## WORK INSTRUCTIONS
Wherever a line holds the word "arguments", copy that line from the data.

⁂

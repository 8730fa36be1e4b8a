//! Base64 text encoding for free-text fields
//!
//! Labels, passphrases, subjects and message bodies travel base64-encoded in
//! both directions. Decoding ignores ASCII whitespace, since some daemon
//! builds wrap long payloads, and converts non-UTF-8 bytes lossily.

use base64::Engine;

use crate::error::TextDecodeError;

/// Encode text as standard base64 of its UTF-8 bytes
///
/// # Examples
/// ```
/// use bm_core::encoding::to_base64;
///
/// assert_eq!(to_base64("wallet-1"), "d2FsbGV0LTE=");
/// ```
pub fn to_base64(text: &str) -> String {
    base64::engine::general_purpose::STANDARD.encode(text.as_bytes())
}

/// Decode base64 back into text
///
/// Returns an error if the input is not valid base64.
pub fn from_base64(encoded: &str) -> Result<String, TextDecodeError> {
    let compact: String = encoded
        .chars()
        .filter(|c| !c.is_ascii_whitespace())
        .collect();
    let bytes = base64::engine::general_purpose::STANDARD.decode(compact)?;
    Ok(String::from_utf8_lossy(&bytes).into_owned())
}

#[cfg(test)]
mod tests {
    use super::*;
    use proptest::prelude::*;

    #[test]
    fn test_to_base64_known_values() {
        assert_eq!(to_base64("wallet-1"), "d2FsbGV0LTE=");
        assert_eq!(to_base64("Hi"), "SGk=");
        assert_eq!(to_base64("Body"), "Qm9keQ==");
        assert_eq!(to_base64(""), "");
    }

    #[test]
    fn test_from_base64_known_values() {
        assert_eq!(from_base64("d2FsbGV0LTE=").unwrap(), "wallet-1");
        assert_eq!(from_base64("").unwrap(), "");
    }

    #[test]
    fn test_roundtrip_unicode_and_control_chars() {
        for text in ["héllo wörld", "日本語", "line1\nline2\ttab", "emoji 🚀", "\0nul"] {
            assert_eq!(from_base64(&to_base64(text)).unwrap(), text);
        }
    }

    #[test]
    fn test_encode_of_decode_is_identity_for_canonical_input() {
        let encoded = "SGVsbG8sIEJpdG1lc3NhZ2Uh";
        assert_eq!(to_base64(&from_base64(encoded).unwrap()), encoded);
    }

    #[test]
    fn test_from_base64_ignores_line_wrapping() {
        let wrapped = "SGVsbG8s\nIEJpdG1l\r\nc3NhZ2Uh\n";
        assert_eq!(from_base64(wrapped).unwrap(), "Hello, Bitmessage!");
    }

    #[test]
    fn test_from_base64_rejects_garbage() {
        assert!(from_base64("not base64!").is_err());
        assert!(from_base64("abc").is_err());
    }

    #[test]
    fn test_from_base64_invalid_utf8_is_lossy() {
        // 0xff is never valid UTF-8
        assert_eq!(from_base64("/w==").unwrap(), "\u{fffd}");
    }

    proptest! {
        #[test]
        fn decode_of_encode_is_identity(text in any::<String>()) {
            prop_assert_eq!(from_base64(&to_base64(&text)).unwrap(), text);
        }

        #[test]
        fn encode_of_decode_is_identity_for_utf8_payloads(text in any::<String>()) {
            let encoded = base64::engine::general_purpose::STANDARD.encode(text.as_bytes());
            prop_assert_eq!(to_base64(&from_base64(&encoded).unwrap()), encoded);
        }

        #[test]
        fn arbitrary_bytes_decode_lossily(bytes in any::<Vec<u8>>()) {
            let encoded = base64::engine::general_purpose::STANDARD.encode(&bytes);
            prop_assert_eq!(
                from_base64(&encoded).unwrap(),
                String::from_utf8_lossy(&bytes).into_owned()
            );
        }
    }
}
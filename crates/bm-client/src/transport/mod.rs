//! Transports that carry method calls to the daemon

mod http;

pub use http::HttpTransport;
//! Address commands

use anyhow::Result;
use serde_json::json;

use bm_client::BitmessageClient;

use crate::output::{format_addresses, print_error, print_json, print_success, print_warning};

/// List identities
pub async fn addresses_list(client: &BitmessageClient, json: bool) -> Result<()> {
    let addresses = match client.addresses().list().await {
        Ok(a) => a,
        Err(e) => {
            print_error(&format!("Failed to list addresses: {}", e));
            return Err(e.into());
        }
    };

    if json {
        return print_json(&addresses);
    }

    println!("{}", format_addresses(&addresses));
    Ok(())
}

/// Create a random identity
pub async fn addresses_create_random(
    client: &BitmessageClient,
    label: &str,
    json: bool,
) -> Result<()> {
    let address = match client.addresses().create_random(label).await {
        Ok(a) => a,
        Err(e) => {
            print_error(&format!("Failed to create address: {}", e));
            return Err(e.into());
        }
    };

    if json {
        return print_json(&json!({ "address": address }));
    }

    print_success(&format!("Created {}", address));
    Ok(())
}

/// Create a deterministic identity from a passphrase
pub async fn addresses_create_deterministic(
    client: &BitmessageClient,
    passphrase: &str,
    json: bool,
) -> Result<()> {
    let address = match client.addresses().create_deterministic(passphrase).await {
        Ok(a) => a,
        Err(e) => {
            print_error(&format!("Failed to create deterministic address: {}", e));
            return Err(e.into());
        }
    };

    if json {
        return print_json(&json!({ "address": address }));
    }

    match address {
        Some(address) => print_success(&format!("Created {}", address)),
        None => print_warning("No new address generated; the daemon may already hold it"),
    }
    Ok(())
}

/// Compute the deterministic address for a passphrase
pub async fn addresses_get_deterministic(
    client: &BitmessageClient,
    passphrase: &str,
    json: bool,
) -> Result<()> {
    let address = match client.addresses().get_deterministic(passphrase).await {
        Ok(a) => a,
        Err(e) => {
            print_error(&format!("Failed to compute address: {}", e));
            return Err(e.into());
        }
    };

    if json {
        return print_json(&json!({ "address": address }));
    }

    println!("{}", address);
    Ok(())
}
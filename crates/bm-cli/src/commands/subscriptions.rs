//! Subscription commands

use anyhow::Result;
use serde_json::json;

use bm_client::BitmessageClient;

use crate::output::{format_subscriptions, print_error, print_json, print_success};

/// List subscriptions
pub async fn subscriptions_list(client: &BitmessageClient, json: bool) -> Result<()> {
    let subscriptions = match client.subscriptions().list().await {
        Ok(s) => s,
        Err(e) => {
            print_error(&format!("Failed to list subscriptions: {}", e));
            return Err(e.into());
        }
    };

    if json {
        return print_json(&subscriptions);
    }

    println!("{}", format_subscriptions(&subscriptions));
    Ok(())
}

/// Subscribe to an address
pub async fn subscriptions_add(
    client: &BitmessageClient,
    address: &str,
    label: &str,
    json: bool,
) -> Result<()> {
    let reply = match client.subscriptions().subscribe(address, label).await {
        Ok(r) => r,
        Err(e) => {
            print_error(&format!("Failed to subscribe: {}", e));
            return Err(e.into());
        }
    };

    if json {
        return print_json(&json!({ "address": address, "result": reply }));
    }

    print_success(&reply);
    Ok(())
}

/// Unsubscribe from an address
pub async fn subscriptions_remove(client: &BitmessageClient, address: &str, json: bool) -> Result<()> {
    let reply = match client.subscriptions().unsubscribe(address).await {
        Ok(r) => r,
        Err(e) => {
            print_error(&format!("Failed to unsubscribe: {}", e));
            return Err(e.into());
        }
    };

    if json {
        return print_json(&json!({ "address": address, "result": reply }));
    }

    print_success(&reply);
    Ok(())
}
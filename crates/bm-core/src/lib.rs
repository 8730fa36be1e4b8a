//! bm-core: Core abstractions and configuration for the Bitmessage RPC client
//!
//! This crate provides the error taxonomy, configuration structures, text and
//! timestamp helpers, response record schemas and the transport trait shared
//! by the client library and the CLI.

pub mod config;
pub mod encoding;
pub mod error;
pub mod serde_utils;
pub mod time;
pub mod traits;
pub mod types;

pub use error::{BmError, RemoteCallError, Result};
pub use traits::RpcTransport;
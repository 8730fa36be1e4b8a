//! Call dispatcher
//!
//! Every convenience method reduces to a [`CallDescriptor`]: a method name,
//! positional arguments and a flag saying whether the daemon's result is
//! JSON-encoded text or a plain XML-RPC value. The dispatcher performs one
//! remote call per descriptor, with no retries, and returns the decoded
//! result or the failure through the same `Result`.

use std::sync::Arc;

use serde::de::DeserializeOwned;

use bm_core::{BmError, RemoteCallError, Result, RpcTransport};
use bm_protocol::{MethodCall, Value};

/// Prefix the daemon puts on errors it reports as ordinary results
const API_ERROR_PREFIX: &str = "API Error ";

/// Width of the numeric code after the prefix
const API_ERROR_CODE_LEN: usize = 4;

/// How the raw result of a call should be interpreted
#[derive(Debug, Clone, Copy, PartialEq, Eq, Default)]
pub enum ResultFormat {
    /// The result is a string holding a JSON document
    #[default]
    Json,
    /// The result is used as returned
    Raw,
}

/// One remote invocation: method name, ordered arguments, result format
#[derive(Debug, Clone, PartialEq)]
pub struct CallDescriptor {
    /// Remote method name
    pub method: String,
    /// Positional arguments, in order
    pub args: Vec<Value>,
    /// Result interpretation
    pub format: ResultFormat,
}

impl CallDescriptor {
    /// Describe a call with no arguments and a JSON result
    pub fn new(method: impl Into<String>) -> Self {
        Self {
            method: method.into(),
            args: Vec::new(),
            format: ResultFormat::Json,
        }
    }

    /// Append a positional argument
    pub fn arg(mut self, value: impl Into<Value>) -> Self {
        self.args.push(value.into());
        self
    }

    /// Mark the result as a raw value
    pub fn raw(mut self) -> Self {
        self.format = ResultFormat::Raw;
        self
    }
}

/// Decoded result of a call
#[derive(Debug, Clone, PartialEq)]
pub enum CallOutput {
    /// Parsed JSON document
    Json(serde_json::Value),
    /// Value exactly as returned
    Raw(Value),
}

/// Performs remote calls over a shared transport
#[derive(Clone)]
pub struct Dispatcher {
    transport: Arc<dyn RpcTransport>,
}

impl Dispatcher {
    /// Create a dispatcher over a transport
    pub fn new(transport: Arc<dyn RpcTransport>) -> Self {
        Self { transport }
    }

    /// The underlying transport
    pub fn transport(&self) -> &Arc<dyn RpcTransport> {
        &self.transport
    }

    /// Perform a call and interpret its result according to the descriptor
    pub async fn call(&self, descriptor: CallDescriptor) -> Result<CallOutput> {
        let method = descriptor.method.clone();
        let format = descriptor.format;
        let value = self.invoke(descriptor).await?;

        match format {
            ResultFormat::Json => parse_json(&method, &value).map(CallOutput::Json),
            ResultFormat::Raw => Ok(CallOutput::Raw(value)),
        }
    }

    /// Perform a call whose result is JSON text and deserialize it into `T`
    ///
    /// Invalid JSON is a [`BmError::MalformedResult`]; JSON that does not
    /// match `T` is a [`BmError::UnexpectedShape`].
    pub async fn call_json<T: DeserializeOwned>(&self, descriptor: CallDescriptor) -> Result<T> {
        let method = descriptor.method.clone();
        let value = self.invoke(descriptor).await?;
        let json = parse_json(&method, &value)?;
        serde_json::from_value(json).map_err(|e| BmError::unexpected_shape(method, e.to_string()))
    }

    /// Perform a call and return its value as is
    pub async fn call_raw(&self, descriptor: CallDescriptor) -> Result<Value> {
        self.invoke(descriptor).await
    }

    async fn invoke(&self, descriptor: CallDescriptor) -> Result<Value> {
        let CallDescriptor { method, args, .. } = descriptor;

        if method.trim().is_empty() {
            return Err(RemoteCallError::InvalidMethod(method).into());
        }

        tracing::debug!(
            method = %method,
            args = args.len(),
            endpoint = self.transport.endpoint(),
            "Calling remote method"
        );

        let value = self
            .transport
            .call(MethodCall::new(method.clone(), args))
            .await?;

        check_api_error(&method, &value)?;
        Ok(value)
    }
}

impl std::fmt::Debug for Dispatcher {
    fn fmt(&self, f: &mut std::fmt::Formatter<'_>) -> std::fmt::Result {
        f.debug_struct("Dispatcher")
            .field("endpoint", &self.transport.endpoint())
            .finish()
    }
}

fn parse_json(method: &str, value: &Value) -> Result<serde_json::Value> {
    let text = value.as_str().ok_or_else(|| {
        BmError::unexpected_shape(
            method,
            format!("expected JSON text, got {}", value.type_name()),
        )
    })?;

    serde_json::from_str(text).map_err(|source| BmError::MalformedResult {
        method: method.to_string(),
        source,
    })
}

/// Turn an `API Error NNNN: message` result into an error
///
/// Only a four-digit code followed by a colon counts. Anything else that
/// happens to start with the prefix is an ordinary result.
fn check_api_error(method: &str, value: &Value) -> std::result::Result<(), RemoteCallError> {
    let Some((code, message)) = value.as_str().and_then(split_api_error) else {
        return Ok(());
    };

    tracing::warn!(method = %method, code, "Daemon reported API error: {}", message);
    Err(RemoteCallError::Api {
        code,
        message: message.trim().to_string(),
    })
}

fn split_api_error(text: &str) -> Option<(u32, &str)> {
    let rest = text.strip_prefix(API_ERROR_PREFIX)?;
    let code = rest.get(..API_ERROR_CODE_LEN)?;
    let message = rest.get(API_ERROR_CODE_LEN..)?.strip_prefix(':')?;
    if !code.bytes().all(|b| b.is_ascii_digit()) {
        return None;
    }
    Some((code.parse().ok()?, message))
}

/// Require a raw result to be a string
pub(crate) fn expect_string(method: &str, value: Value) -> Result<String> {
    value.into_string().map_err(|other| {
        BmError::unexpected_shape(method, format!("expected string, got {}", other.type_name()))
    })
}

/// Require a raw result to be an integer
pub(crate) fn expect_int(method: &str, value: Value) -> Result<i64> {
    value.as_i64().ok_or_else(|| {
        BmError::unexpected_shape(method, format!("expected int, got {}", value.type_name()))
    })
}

⁂

## COMPLETED TASK
//! positional arguments and a flag saying whether the daemon's result is
/// One remote invocation: method name, ordered arguments, result format
    /// Positional arguments, in order
    /// Describe a call with no arguments and a JSON result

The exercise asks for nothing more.